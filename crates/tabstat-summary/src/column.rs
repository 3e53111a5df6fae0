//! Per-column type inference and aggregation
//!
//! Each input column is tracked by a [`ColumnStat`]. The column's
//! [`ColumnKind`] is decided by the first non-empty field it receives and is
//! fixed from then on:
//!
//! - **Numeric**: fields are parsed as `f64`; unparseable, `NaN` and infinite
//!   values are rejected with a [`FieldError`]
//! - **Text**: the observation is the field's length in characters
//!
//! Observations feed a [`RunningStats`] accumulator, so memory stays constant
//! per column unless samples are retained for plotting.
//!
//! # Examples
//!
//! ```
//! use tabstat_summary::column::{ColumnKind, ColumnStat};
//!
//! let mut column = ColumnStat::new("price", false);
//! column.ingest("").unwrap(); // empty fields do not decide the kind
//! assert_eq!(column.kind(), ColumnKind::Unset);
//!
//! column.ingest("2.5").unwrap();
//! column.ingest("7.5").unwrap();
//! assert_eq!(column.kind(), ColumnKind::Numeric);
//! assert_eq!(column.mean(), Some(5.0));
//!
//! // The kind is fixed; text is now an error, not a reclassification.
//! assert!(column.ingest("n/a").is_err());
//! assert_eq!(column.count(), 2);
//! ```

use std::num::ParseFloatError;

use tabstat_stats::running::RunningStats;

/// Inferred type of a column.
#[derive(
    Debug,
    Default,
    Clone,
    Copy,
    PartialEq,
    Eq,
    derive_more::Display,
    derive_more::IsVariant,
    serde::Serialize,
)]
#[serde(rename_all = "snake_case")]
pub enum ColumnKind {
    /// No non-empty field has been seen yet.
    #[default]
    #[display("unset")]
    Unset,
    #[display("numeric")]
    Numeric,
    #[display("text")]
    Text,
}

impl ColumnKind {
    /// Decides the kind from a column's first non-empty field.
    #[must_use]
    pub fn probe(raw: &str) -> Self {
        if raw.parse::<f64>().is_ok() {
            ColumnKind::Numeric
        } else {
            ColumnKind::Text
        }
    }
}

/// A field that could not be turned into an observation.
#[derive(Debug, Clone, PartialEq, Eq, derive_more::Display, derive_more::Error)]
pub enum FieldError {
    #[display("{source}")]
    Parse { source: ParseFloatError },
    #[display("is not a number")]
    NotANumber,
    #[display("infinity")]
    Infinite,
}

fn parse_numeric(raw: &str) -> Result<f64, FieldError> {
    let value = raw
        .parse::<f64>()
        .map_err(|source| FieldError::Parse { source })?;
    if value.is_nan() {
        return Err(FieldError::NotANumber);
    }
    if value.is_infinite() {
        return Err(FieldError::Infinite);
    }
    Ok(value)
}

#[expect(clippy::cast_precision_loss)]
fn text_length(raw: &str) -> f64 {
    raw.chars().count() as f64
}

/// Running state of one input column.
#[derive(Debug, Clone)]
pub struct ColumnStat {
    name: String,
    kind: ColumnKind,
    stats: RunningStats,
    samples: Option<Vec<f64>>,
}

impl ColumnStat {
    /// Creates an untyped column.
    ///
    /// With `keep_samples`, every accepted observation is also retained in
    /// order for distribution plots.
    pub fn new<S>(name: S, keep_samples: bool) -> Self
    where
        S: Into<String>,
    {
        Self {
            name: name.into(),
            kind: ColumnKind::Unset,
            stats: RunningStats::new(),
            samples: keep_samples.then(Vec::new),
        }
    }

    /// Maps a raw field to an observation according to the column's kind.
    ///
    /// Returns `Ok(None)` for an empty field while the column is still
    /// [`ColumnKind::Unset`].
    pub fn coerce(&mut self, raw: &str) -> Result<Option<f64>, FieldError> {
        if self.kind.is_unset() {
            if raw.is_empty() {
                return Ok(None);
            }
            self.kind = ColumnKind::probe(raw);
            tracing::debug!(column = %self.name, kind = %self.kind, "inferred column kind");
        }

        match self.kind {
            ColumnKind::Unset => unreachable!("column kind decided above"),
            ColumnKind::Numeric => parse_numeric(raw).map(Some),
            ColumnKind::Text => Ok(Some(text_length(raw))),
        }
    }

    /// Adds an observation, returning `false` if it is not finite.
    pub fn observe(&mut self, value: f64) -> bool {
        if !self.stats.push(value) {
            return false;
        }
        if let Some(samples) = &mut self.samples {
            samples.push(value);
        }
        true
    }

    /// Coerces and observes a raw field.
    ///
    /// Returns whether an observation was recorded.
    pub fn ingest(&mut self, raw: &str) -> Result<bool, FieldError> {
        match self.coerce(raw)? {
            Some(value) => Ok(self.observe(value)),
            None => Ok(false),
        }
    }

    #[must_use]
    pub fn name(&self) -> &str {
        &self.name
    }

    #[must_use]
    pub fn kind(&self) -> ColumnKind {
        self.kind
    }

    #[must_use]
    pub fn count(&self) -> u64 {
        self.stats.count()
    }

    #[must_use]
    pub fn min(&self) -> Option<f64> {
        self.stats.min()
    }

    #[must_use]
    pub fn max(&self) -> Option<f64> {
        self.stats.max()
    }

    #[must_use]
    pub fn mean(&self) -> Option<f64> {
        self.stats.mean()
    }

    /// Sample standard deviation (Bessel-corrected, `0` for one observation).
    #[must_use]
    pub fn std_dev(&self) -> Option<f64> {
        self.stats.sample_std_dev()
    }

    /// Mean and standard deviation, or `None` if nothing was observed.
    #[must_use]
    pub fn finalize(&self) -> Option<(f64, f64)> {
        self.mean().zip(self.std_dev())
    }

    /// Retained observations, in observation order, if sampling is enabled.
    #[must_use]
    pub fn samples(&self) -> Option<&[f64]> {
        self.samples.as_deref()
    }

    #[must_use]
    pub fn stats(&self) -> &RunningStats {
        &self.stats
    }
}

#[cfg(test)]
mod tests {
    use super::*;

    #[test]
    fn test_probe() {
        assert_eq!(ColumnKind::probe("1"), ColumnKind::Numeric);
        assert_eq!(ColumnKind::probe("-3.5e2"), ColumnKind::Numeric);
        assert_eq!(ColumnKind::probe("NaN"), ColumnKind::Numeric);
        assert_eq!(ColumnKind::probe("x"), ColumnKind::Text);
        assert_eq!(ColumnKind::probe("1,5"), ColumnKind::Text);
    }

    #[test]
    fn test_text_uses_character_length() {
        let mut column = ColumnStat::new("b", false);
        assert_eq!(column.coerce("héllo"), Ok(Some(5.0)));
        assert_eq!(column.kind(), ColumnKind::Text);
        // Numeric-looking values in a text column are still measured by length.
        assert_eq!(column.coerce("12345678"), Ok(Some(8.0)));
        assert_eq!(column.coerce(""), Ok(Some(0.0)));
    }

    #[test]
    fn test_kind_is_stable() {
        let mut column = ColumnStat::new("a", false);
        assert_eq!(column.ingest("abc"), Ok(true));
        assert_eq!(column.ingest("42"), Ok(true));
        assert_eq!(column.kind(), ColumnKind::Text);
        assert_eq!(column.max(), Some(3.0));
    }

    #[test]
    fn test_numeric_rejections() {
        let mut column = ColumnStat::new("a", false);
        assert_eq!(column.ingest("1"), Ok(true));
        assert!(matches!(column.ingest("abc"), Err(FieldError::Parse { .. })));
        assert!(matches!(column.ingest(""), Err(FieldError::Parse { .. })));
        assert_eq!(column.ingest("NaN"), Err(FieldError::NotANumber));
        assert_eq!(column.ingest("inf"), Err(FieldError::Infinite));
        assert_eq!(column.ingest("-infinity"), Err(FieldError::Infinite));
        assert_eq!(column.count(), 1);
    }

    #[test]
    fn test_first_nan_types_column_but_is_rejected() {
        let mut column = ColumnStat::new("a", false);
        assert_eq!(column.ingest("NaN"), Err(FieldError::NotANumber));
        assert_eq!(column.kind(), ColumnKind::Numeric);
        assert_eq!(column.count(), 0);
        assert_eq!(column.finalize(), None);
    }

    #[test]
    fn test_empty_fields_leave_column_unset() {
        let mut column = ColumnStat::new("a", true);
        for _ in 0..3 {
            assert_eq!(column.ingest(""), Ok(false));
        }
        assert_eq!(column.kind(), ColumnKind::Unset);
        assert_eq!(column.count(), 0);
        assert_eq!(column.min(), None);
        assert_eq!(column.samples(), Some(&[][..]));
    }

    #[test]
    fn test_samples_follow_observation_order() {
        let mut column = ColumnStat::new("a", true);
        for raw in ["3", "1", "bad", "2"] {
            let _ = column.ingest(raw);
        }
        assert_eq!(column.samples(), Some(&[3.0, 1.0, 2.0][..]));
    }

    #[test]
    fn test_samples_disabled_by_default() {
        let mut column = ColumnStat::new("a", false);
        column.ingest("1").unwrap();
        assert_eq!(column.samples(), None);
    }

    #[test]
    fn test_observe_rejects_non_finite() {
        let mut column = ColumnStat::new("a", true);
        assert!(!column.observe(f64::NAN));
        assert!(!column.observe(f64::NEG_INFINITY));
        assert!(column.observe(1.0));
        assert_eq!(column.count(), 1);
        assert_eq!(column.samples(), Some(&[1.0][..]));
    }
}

---

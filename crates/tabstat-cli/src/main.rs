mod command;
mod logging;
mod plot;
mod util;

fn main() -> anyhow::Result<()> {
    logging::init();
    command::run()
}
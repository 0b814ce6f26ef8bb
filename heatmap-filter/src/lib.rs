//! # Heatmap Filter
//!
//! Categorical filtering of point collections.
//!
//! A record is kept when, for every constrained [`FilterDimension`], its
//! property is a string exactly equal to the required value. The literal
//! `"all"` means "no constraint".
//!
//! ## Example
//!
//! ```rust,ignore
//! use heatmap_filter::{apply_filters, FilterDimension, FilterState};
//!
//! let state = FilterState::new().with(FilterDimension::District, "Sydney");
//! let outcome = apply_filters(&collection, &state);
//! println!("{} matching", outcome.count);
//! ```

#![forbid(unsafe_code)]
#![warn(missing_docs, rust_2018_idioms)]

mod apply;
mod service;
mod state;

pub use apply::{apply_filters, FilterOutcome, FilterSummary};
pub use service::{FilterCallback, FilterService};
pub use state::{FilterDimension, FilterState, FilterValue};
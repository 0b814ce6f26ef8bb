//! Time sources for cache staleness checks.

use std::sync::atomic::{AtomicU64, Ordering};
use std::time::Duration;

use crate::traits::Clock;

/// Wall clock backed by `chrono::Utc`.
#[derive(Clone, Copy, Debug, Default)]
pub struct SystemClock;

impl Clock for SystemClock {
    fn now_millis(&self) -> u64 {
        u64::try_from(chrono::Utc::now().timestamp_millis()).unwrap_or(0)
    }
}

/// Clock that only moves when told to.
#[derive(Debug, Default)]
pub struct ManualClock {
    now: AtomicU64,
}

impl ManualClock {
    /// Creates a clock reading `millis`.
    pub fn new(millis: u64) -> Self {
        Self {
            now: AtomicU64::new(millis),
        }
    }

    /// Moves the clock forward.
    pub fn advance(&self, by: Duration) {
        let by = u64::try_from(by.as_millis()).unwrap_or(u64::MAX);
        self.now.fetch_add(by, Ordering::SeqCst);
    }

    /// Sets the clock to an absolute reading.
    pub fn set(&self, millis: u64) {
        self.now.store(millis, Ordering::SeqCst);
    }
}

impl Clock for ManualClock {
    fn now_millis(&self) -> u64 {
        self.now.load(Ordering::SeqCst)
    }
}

_REQUIREMENT_. Copy out whichever lines of the listing contain the word "FilterDimension".

_RESULT_.
//! A record is kept when, for every constrained [`FilterDimension`], its
//! use heatmap_filter::{apply_filters, FilterDimension, FilterState};
//! let state = FilterState::new().with(FilterDimension::District, "Sydney");
pub use state::{FilterDimension, FilterState, FilterValue};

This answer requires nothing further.